GIVEN INFORMATION:
++++++++++

/// `DestinyVendorDefinition`
#[derive(Debug, Clone, PartialEq, Serialize, Deserialize)]
#[serde(rename_all = "camelCase")]
pub struct VendorDefinition {
    pub hash: u32,
    #[serde(default)]
    pub index: i64,
    #[serde(default)]
    pub redacted: bool,
    #[serde(default, deserialize_with = "null_as_default")]
    pub display_properties: DisplayProperties,
    #[serde(default, deserialize_with = "null_as_default")]
    pub vendor_identifier: String,
    #[serde(default)]
    pub faction_hash: u32,
    #[serde(default)]
    pub enabled: bool,
    #[serde(default)]
    pub visible: bool,
    #[serde(default, deserialize_with = "null_as_default")]
    pub items: Vec<VendorItem>,
    #[serde(flatten)]
    pub rest: Map<String, Value>,
}

#[derive(Debug, Clone, PartialEq, Serialize, Deserialize)]
#[serde(rename_all = "camelCase")]
pub struct PlugWhitelistEntry {
    #[serde(default)]
    pub category_hash: u32,
    #[serde(default, deserialize_with = "null_as_default")]
    pub category_identifier: String,
    #[serde(flatten)]
    pub rest: Map<String, Value>,
}

/// `DestinySocketTypeDefinition`
#[derive(Debug, Clone, PartialEq, Serialize, Deserialize)]
#[serde(rename_all = "camelCase")]
pub struct SocketTypeDefinition {
    pub hash: u32,
    #[serde(default)]
    pub index: i64,
    #[serde(default)]
    pub redacted: bool,
    #[serde(default, deserialize_with = "null_as_default")]
    pub display_properties: DisplayProperties,
    #[serde(default)]
    pub socket_category_hash: u32,
    #[serde(default)]
    pub visibility: i32,
    #[serde(default)]
    pub always_randomize_sockets: bool,
    #[serde(default)]
    pub is_preview_enabled: bool,
    #[serde(default)]
    pub hide_duplicate_reusable_plugs: bool,
    #[serde(default, deserialize_with = "null_as_default")]
    pub plug_whitelist: Vec<PlugWhitelistEntry>,
    #[serde(flatten)]
    pub rest: Map<String, Value>,
}

/// `DestinySocketCategoryDefinition`
#[derive(Debug, Clone, PartialEq, Serialize, Deserialize)]
#[serde(rename_all = "camelCase")]
pub struct SocketCategoryDefinition {
    pub hash: u32,
    #[serde(default)]
    pub index: i64,
    #[serde(default)]
    pub redacted: bool,
    #[serde(default, deserialize_with = "null_as_default")]
    pub display_properties: DisplayProperties,
    #[serde(default)]
    pub ui_category_style: u32,
    #[serde(default)]
    pub category_style: i32,
    #[serde(flatten)]
    pub rest: Map<String, Value>,
}

#[derive(Debug, Clone, PartialEq, Serialize, Deserialize)]
#[serde(rename_all = "camelCase")]
pub struct PlugSetEntry {
    #[serde(default)]
    pub plug_item_hash: u32,
    #[serde(default)]
    pub currently_can_roll: bool,
    #[serde(flatten)]
    pub rest: Map<String, Value>,
}

/// `DestinyPlugSetDefinition`
#[derive(Debug, Clone, PartialEq, Serialize, Deserialize)]
#[serde(rename_all = "camelCase")]
pub struct PlugSetDefinition {
    pub hash: u32,
    #[serde(default)]
    pub index: i64,
    #[serde(default)]
    pub redacted: bool,
    #[serde(default, deserialize_with = "null_as_default")]
    pub display_properties: DisplayProperties,
    #[serde(default)]
    pub is_fake_plug_set: bool,
    #[serde(default, deserialize_with = "null_as_default")]
    pub reusable_plug_items: Vec<PlugSetEntry>,
    #[serde(flatten)]
    pub rest: Map<String, Value>,
}

/// `DestinyObjectiveDefinition`
#[derive(Debug, Clone, PartialEq, Serialize, Deserialize)]
#[serde(rename_all = "camelCase")]
pub struct ObjectiveDefinition {
    pub hash: u32,
    #[serde(default)]
    pub index: i64,
    #[serde(default)]
    pub redacted: bool,
    #[serde(default, deserialize_with = "null_as_default")]
    pub display_properties: DisplayProperties,
    #[serde(default, deserialize_with = "null_as_default")]
    pub progress_description: String,
    #[serde(default)]
    pub completion_value: i32,
    #[serde(default)]
    pub scope: i32,
    #[serde(default)]
    pub location_hash: u32,
    #[serde(default)]
    pub allow_negative_value: bool,
    #[serde(default)]
    pub is_counting_downward: bool,
    #[serde(default)]
    pub value_style: i32,
    #[serde(default)]
    pub show_value_on_complete: bool,
    #[serde(flatten)]
    pub rest: Map<String, Value>,
}

/// `DestinyCollectibleDefinition`
#[derive(Debug, Clone, PartialEq, Serialize, Deserialize)]
#[serde(rename_all = "camelCase")]
pub struct CollectibleDefinition {
    pub hash: u32,
    #[serde(default)]
    pub index: i64,
    #[serde(default)]
    pub redacted: bool,
    #[serde(default, deserialize_with = "null_as_default")]
    pub display_properties: DisplayProperties,
    #[serde(default)]
    pub scope: i32,
    #[serde(default, deserialize_with = "null_as_default")]
    pub source_string: String,
    #[serde(default, skip_serializing_if = "Option::is_none")]
    pub source_hash: Option<u32>,
    #[serde(default)]
    pub item_hash: u32,
    #[serde(default)]
    pub presentation_node_type: i32,
    #[serde(default, deserialize_with = "null_as_default")]
    pub parent_node_hashes: Vec<u32>,
    #[serde(flatten)]
    pub rest: Map<String, Value>,
}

++++++++++

Wherever the word "PlugWhitelistEntry" appears in the listing, copy the line that holds it.

SOLUTION FOR THIS TASK:
pub struct PlugWhitelistEntry {
    pub plug_whitelist: Vec<PlugWhitelistEntry>,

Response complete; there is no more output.